Ich habe die Schnauze voll, will nach draussen, will den Wind spüren, die Natur durchs offene Visier riechen. Am Gashahn drehen, flankiert von leuchtend weissen Seitenstreifen den schwarzen Asphalt hinunterjagen.
In die Bremsen steigen, bodennah durch die Haarnadelkurven ziehen. Der Geruch von Gummi und Öl vermischt mit Tannennadelduft weht durch meinen Kopf. Ein Blick durchs Fenster verrät mir, jetzt oder nie. Ich schleudere das Textbuch aufs Bett. Zum Teufel mit dem Auftrag, ich melde mich krank, morgen. Heute will ich geniessen. Während ich mir das Leder überziehe, fällt die Anspannung des Tages langsam von mir ab und ein Gefühl der stillen Vorfreude ergreift meinen ganzen Körper. Die Stiefel sitzen wie angegossen. Mit Helm und Handschuhen bewehrt schreite ich zu meinem Motorrad. Silbern schimmert der Chrom in der Abenddämmerung, ein Bild wie aus dem Prospekt.
Zündung ein, Gang raus. Starten. Der Motor beginnt zu leben, ich beginne zu leben. Das Zittern und beben lässt mein Herz höher schlagen. Gang einlegen und raus aus der Stadt. Auf dem Autobahnzubringer sind nur wenige Fahrzeuge vor mir. In rascher Folge schalte ich mich durch das 6-Gang-Getriebe durch und erreiche rasch die Höchstgeschwindigkeit. Glückseligkeit macht sich in jeder Faser meines Körpers breit.

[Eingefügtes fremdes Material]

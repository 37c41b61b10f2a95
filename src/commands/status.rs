/// `taskout status` command implementation
use anyhow::Result;
use std::sync::Arc;

use super::{close_history, Workspace};
use crate::cli::TaskArgs;

pub fn run(args: &TaskArgs) -> Result<()> {
    let workspace = Workspace::load(&args.common)?;
    let history = workspace.open_history()?;
    let outputs = workspace.task_outputs(args, Arc::clone(&history))?;

    let evaluation = outputs.before_execution();
    let decision = outputs.cache_decision();

    println!("Task: {}", outputs.identity());
    match &evaluation.reason {
        None => println!("Up to date: yes"),
        Some(reason) => println!("Up to date: no ({reason})"),
    }

    if outputs.declares_output() {
        println!("Outputs:");
        for property in outputs.property_outputs() {
            let locations: Vec<String> = property
                .locations
                .iter()
                .map(|l| l.display().to_string())
                .collect();
            let flag = if property.cacheable { "" } else { " [non-cacheable]" };
            println!("  {}{}: {}", property.name, flag, locations.join(", "));
        }
    } else {
        println!("Outputs: none declared");
    }

    match &decision.reason {
        None => println!("Build cache: allowed"),
        Some(reason) => println!("Build cache: not allowed ({reason})"),
    }

    if let Some(record) = history.load(outputs.identity()) {
        println!(
            "Last recorded: {}",
            record.recorded_at.format("%Y-%m-%d %H:%M:%S UTC")
        );
    }

    drop(outputs);
    close_history(history)
}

Nach dem Tanz am Limit drossle ich wieder das Tempo, stelle den Blinker und fahre von der Autobahn runter. Am Fusse der sich ins Hinterland erstreckenden Hügelkette beginnt sogleich der zweite Spass. Konzentriert lasse ich mein Sportgerät hin und herpendeln, ziehe durch die Kurven wie ein Rennfahrer, immer mit dem Blick nach vorne. Hinten ist Vergangenheit, hinten liegen Textbücher und Achthundertwattstaubsauger, aber vorne, da liegt das Leben und ich ziehe hinein mit voller Kraft.
Ich fahre vorbei an langen, warmen Kornfeldern. Vorbei an wohlriechenden Wiesen und durch kleine Wälder. Die Sonne strahlt ihr letztes Geleit und die laue Sommernacht breitet langsam ihren kühlenden Teppich übers Land. Ich tauche ein in die letzten Kurven. Gleich bin ich wieder zu Hause. Es war schön. Achthundert Watt und eine Saugkraft, dass, dass, wie war das noch gleich? Plötzlich taucht ein Lastwagen vor mir auf und reisst mich aus meinen Gedanken. Die sind definitiv nicht auf der Strasse und ich fahre definitiv auf der falschen Seite. Ich sehe eine nackte Frau auf azurblauem Hintergrund, daneben einen heulenden Wolf, und dazwischen, drohend und glänzend einen riesigen Mercedesstern. Reflexartig mache ich eine Vollbremsung. Alle Sinne sind geschärft. Ich höre das Dröhnen des Kompressorhorns, die quietschenden Reifen, protestierende Getriebe, das rhythmische Schlagen meines blockierten Hinterrades. Alles scheint in Zeitlupe abzulaufen.
Das Vorderrad rutscht weg, ich lasse die Bremse wieder los, drehe den Lenker in Gegenrichtung. Die plüschgefütterte Führerkabine dieses 40 Tonnen Palasts auf Rädern kommt unaufhaltsam näher. Viel zu schnell. Ich sehe noch die weit aufgerissenen Augen des Fahrers, dann rutscht mein Motorrad endgültig weg und findet überraschend wieder Halt. Den Gesetzen der Physik gehorchend katapultiert es mich über den Lenker. Ein Gefühl des Schwebens stellt sich ein, während ich kopfüber in der Luft hänge. Ich sehe die untergehende Sonne, verkehrt herum wie ein blutroter Tropfen am dunklen Horizont. Der Aufprall lässt die Sonne in meinem Kopf explodieren und gleissendes Licht überstrahlt die Welt.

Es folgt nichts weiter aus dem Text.